What this task involves
Your answer should be every line of the records that contains the word "Option".

Dataset records
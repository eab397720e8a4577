//! Node Space
//!
//! Hands out dense node indices for values and objects, memoized by source
//! key, and owns the merge relation produced by the optimizer and the solver.
//!
//! Two merge relations are kept apart:
//! - *content* merges (union-find): nodes whose points-to sets are equal share
//!   one representative set holder
//! - *location* merges: objects that always appear together in every
//!   points-to set are represented by one element inside those sets
//!
//! Functions are explicit records (`FunctionNodes`) keyed by their object node.

use super::union_find::UnionFind;
use crate::errors::{PtaError, Result};
use crate::features::points_to::domain::constraint::{Constraint, ConstraintKind};
use crate::features::points_to::domain::node::{
    is_special, FunctionNodes, NodeIndex, NodeInfo, FIRST_REGULAR_NODE, NULL_OBJECT, NULL_PTR,
    UNIVERSAL_OBJ, UNIVERSAL_PTR,
};
use rustc_hash::FxHashMap;
use tracing::debug;

/// Node allocator, key memo tables and merge relation
#[derive(Debug, Clone)]
pub struct NodeFactory {
    /// Metadata per node, indexed by `NodeIndex`
    nodes: Vec<NodeInfo>,

    /// Value namespace: key → node
    value_nodes: FxHashMap<String, NodeIndex>,

    /// Object namespace: key → node
    object_nodes: FxHashMap<String, NodeIndex>,

    /// Function records keyed by the function's object node
    functions: FxHashMap<NodeIndex, FunctionNodes>,

    /// Content merge relation
    merges: UnionFind,

    /// Location representative for merged objects (absent = itself)
    location_rep: FxHashMap<NodeIndex, NodeIndex>,

    /// Location representative → all objects it stands for (itself included)
    location_members: FxHashMap<NodeIndex, Vec<NodeIndex>>,
}

impl Default for NodeFactory {
    fn default() -> Self {
        Self::new()
    }
}

impl NodeFactory {
    /// Create a node space with the four special nodes pre-allocated
    pub fn new() -> Self {
        let mut factory = Self {
            nodes: Vec::new(),
            value_nodes: FxHashMap::default(),
            object_nodes: FxHashMap::default(),
            functions: FxHashMap::default(),
            merges: UnionFind::default(),
            location_rep: FxHashMap::default(),
            location_members: FxHashMap::default(),
        };

        let specials = [
            (UNIVERSAL_PTR, NodeInfo::value(Some("<universal-ptr>".to_string()))),
            (UNIVERSAL_OBJ, NodeInfo::object(Some("<universal-obj>".to_string()))),
            (NULL_PTR, NodeInfo::value(Some("<null-ptr>".to_string()))),
            (NULL_OBJECT, NodeInfo::object(Some("<null-obj>".to_string()))),
        ];
        for (index, info) in specials {
            let allocated = factory.alloc(info.synthetic());
            debug_assert_eq!(allocated, index);
        }
        debug_assert_eq!(factory.len(), FIRST_REGULAR_NODE as usize);
        factory
    }

    fn alloc(&mut self, info: NodeInfo) -> NodeIndex {
        let index = self.nodes.len() as NodeIndex;
        self.nodes.push(info);
        self.merges.make_set(index);
        index
    }

    // ═══════════════════════════════════════════════════════════════════════
    // Creation and lookup
    // ═══════════════════════════════════════════════════════════════════════

    /// Value node for `key`, created on first request
    pub fn create_value_node(&mut self, key: &str) -> NodeIndex {
        if let Some(&index) = self.value_nodes.get(key) {
            return index;
        }
        let index = self.alloc(NodeInfo::value(Some(key.to_string())));
        self.value_nodes.insert(key.to_string(), index);
        index
    }

    /// Object node for `key`, created on first request
    pub fn create_object_node(&mut self, key: &str) -> NodeIndex {
        if let Some(&index) = self.object_nodes.get(key) {
            return index;
        }
        let index = self.alloc(NodeInfo::object(Some(key.to_string())));
        self.object_nodes.insert(key.to_string(), index);
        index
    }

    /// Fresh bookkeeping object; never memoized, never an allocation site
    pub fn create_synthetic_object(&mut self, label: &str) -> NodeIndex {
        self.alloc(NodeInfo::object(Some(label.to_string())).synthetic())
    }

    /// Fresh anonymous value node (temporaries, call results)
    pub fn create_temp_value(&mut self) -> NodeIndex {
        self.alloc(NodeInfo::value(None))
    }

    pub fn get_value_node_for(&self, key: &str) -> Option<NodeIndex> {
        self.value_nodes.get(key).copied()
    }

    pub fn get_object_node_for(&self, key: &str) -> Option<NodeIndex> {
        self.object_nodes.get(key).copied()
    }

    /// Source key a node was created for
    pub fn key_for(&self, index: NodeIndex) -> Option<&str> {
        self.nodes.get(index as usize).and_then(|n| n.key.as_deref())
    }

    pub fn info(&self, index: NodeIndex) -> Option<&NodeInfo> {
        self.nodes.get(index as usize)
    }

    /// Number of allocated nodes
    #[inline]
    pub fn len(&self) -> usize {
        self.nodes.len()
    }

    /// Never true: the special nodes are always present
    #[inline]
    pub fn is_empty(&self) -> bool {
        self.nodes.is_empty()
    }

    /// Fail with `UnknownNode` unless `index` was handed out by this node space
    #[inline]
    pub fn check(&self, index: NodeIndex) -> Result<()> {
        if (index as usize) < self.nodes.len() {
            Ok(())
        } else {
            Err(PtaError::unknown_node(index, self.nodes.len()))
        }
    }

    /// Fail unless both operands exist and an ADDR_OF names an object
    pub fn check_constraint(&self, constraint: &Constraint) -> Result<()> {
        self.check(constraint.dst)?;
        self.check(constraint.src)?;
        if constraint.kind == ConstraintKind::AddrOf && !self.is_object(constraint.src) {
            return Err(PtaError::AddressOfValue { node: constraint.src });
        }
        Ok(())
    }

    #[inline]
    pub fn is_object(&self, index: NodeIndex) -> bool {
        self.nodes.get(index as usize).is_some_and(NodeInfo::is_object)
    }

    #[inline]
    pub fn universal_ptr(&self) -> NodeIndex {
        UNIVERSAL_PTR
    }

    #[inline]
    pub fn universal_obj(&self) -> NodeIndex {
        UNIVERSAL_OBJ
    }

    #[inline]
    pub fn null_ptr(&self) -> NodeIndex {
        NULL_PTR
    }

    #[inline]
    pub fn null_object(&self) -> NodeIndex {
        NULL_OBJECT
    }

    /// Objects standing for real allocation or definition sites
    pub fn allocation_sites(&self) -> Vec<NodeIndex> {
        self.nodes
            .iter()
            .enumerate()
            .filter(|(i, n)| n.is_object() && !n.synthetic && !is_special(*i as NodeIndex))
            .map(|(i, _)| i as NodeIndex)
            .collect()
    }

    // ═══════════════════════════════════════════════════════════════════════
    // Functions
    // ═══════════════════════════════════════════════════════════════════════

    /// Record for function `key`, growing it to at least `arity` formals
    ///
    /// The function's object node is created if needed. `variadic` is sticky.
    pub fn declare_function(&mut self, key: &str, arity: usize, variadic: bool) -> &FunctionNodes {
        let base = self.create_object_node(key);
        let mut record = match self.functions.remove(&base) {
            Some(record) => record,
            None => {
                let ret = self.create_temp_value();
                let vararg = self.create_temp_value();
                debug!(function = key, base, ret, vararg, "Created function record");
                FunctionNodes {
                    base,
                    ret,
                    vararg,
                    args: Vec::new(),
                    variadic: false,
                }
            }
        };
        while record.args.len() < arity {
            let formal = self.create_temp_value();
            record.args.push(formal);
        }
        record.variadic |= variadic;
        self.functions.entry(base).or_insert(record)
    }

    pub fn get_return_node_for(&mut self, key: &str) -> NodeIndex {
        self.declare_function(key, 0, false).ret
    }

    pub fn get_vararg_node_for(&mut self, key: &str) -> NodeIndex {
        self.declare_function(key, 0, false).vararg
    }

    /// Formal `k` of function `key` (formals `0..=k` are created as needed)
    pub fn get_arg_node_for(&mut self, key: &str, k: usize) -> NodeIndex {
        let record = self.declare_function(key, k + 1, false);
        record.args[k]
    }

    /// Record for a function object node
    pub fn function_record(&self, base: NodeIndex) -> Option<&FunctionNodes> {
        self.functions.get(&base)
    }

    /// Like `function_record`, but a contract violation when absent
    pub fn expect_function(&self, base: NodeIndex) -> Result<&FunctionNodes> {
        self.check(base)?;
        self.functions.get(&base).ok_or(PtaError::NotAFunction(base))
    }

    pub fn is_function(&self, index: NodeIndex) -> bool {
        self.functions.contains_key(&index)
    }

    pub fn functions(&self) -> impl Iterator<Item = &FunctionNodes> {
        self.functions.values()
    }

    // ═══════════════════════════════════════════════════════════════════════
    // Merge relation
    // ═══════════════════════════════════════════════════════════════════════

    /// Representative of `index`, compressing the chain
    #[inline]
    pub fn get_merge_target(&mut self, index: NodeIndex) -> NodeIndex {
        self.merges.find(index)
    }

    /// Representative of `index` without mutation
    ///
    /// Fails if `index` was never allocated or its chain does not terminate.
    pub fn merge_target(&self, index: NodeIndex) -> Result<NodeIndex> {
        self.check(index)?;
        self.merges
            .find_checked(index)
            .ok_or(PtaError::MergeChainCycle { index })
    }

    /// Merge the points-to set holder of `from` into that of `into`
    ///
    /// Returns false if they already share a representative.
    pub fn merge(&mut self, into: NodeIndex, from: NodeIndex) -> bool {
        let merged = self.merges.merge(into, from);
        if merged {
            debug!(into, from, "Merged nodes");
        }
        merged
    }

    /// Representative of every node, fully compressed
    pub fn merge_targets(&mut self) -> Vec<NodeIndex> {
        self.merges.roots()
    }

    /// Number of distinct representatives
    pub fn rep_count(&self) -> usize {
        self.merges.set_count()
    }

    /// Location representative of an object
    #[inline]
    pub fn location_rep(&self, object: NodeIndex) -> NodeIndex {
        self.location_rep.get(&object).copied().unwrap_or(object)
    }

    /// Make `into` stand for `from` (and everything `from` stood for) inside points-to sets
    pub fn merge_location(&mut self, into: NodeIndex, from: NodeIndex) -> bool {
        let into = self.location_rep(into);
        let from = self.location_rep(from);
        if into == from {
            return false;
        }

        let moved = self.location_members.remove(&from).unwrap_or_else(|| vec![from]);
        for &member in &moved {
            self.location_rep.insert(member, into);
        }
        self.location_members
            .entry(into)
            .or_insert_with(|| vec![into])
            .extend(moved);
        debug!(into, from, "Merged locations");
        true
    }

    /// Objects a location representative stands for
    pub fn location_members(&self, rep: NodeIndex) -> Vec<NodeIndex> {
        self.location_members
            .get(&rep)
            .cloned()
            .unwrap_or_else(|| vec![rep])
    }

    /// Location representatives that stand for more than one object
    pub fn location_classes(&self) -> &FxHashMap<NodeIndex, Vec<NodeIndex>> {
        &self.location_members
    }

    /// Forget all content and location merges
    pub fn reset_merges(&mut self) {
        self.merges.reset();
        self.location_rep.clear();
        self.location_members.clear();
    }
}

Task answer
    pub fn get_value_node_for(&self, key: &str) -> Option<NodeIndex> {
    pub fn get_object_node_for(&self, key: &str) -> Option<NodeIndex> {
    pub fn key_for(&self, index: NodeIndex) -> Option<&str> {
    pub fn info(&self, index: NodeIndex) -> Option<&NodeInfo> {
    pub fn function_record(&self, base: NodeIndex) -> Option<&FunctionNodes> {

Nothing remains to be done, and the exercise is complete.